Ah the credit score the necessary evil. All about being organized and reviewing periodically.
You definitely have to keep an eye on it if you want it to improve.
I found a store credit card helpful in repairing my credit in my 20s after getting too deep in credit card debt. The rates are rotten, but store cards can be easier to get, so I got one Target credit card and charged toiletries on it each month, because I could buy shampoo and body wash just as easily at Target as I could at the grocery store. I kept the purchases low ($20-$30 a month) so I could keep it paid off, only bought stuff I would have bought anyway, and was very diligent about payments.
Thanks for the comment Emily. That is actually a great idea, and I’m gonna add it to the article!
Great article, thanks for sharing. There is a new community out there that helps people find good credit repair companies. It is a review-based system that helps people hold the company they hire accountable. This ensures that the customer gets what he/she pays for. Check it out at creditrepairconnection.com!
Thanks for stopping by Ross!
In the depths of my financial crisis, my credit was nonexistent. But I followed a similar plan to get out of debt and repair my credit to the high 700s it is today. Make a budget, negotiate all your debts, pay something to everyone every month even if it\’s just $1, and get a secured credit card.
It may be a slow painful slog, but it will get you there eventually.
Awesome Jack! Thanks for the encouragement, and congratulations!
Churn credit cards and never carry a balance. I think my last credit score was 816.
Not carrying a balance is huge. We pay our cards off every single month. Unfortunately for those who have already destroyed their credit, the cards we have are probably not an option.
There’s been an error sitting on my credit report for the last six months and it’s been crazy-making trying to get the credit bureau to fix it (Or the business that goofed the report). It took twenty points off my score and it’s been ongoing. Maybe it would be worth it to hire someone – thanks for the recommendations!

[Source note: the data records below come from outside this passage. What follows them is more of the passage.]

// crates/liquichange/src/error.rs

use core::fmt;
use std::io;

/// Errors that can occur while building or writing a changelog.
#[derive(Debug)]
pub enum ChangelogError {
    /// A required attribute was missing or empty (e.g., @id on a changeSet).
    MissingAttribute {
        element: &'static str,
        attribute: &'static str,
    },

    /// An attribute had an invalid format (e.g., @matches not in `major.minor.patch`).
    InvalidAttributeFormat {
        element: &'static str,
        attribute: &'static str,
        expected: &'static str,
    },

    /// A field combination is semantically invalid.
    ValidationError(&'static str),

    /// An I/O error while writing the document. `quick-xml` reports writer
    /// failures as I/O errors, so they land here too.
    Io(io::Error),
}

impl From<io::Error> for ChangelogError {
    fn from(e: io::Error) -> Self {
        ChangelogError::Io(e)
    }
}

impl fmt::Display for ChangelogError {
    fn fmt(&self, f: &mut fmt::Formatter<'_>) -> fmt::Result {
        match self {
            ChangelogError::MissingAttribute { element, attribute } => {
                write!(f, "Missing required attribute on <{}>: {}", element, attribute)
            }
            ChangelogError::InvalidAttributeFormat {
                element,
                attribute,
                expected,
            } => write!(
                f,
                "Invalid format for attribute {} on <{}>: expected {}",
                attribute, element, expected
            ),
            ChangelogError::ValidationError(msg) => write!(f, "Validation error: {}", msg),
            ChangelogError::Io(e) => write!(f, "I/O error: {}", e),
        }
    }
}

impl std::error::Error for ChangelogError {
    fn source(&self) -> Option<&(dyn std::error::Error + 'static)> {
        match self {
            ChangelogError::Io(e) => Some(e),
            _ => None,
        }
    }
}
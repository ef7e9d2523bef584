//! # Cache Module
//!
//! Expiring cache layer for songfetch.
//!
//! Search results and resolved downloads share the same store type with
//! per-entry TTLs. Expiry is lazy: `get` hides a stale entry without removing
//! it, and the periodic [`Sweeper`] does the physical cleanup, including the
//! audio files on disk that download entries point to.
//!
//! ## Pieces
//!
//! - [`ExpiringCache`]: sharded key/value store with per-entry TTL and
//!   creation-age eviction
//! - [`FileLeases`]: refcounted leases that keep the sweeper away from files
//!   still being sent to a user
//! - [`Sweeper`]: the background pass that purges both caches and the
//!   download directory
//!
//! ## Configuration
//!
//! Cache behavior is controlled via environment variables:
//!
//! ```env
//! SEARCH_TTL=20m              # Lifetime of cached search results
//! DOWNLOAD_TTL=1h             # Lifetime of cached downloads
//! MAX_CACHE_ENTRIES=1000      # Capacity per store
//! SWEEP_INTERVAL=1h           # Pause between sweep passes
//! FILE_MAX_AGE=1h             # Disk age before audio files are reclaimed
//! ```

pub mod leases;
pub mod store;
pub mod sweep;

pub use leases::{FileLease, FileLeases};
pub use store::{CacheStats, ExpiringCache};
pub use sweep::{SweepReport, Sweeper};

What a pain in the butt. You can certainly keep going after it yourself, but it could help to get somebody in your corner to fight for you. It’s a tough decision to make, but the choice is yours 🙂
Credit scores are a bitter reality of life because life would be a lot less stressful without these numbers following you around. I agree that getting a credit card is a good way to improve this score as long as you use it responsible. It\’s important to show that you are capable to taking out credit and paying it back on time. I even read somewhere that you should use your credit card for the smallest of purchases, like buying a pack of gum, and then paying off that credit card bill before the month ends.
That’s true. As long as you use it and pay it off, you are showing that you can use debt responsibly. In theory, that should improve your credit score.
I’m in the process of cleaning up my credit an I paid 1 of my debts with my bank card. I read that you said never pay with with your card. Now im worried.. what’s the worst that can happen.
Did you use a bank debit card or a credit card? You wouldn’t want to use a credit card because all you’re doing is shifting debt around and not really paying it off. If you used a bank card that draws from your checking account, you’re fine. What I mentioned is that you don’t want to give them access to make direct withdrawals from your bank account. That gives them the opportunity to take money out of your account at will.
Hope that clears things up, and keep working hard to clean up that credit!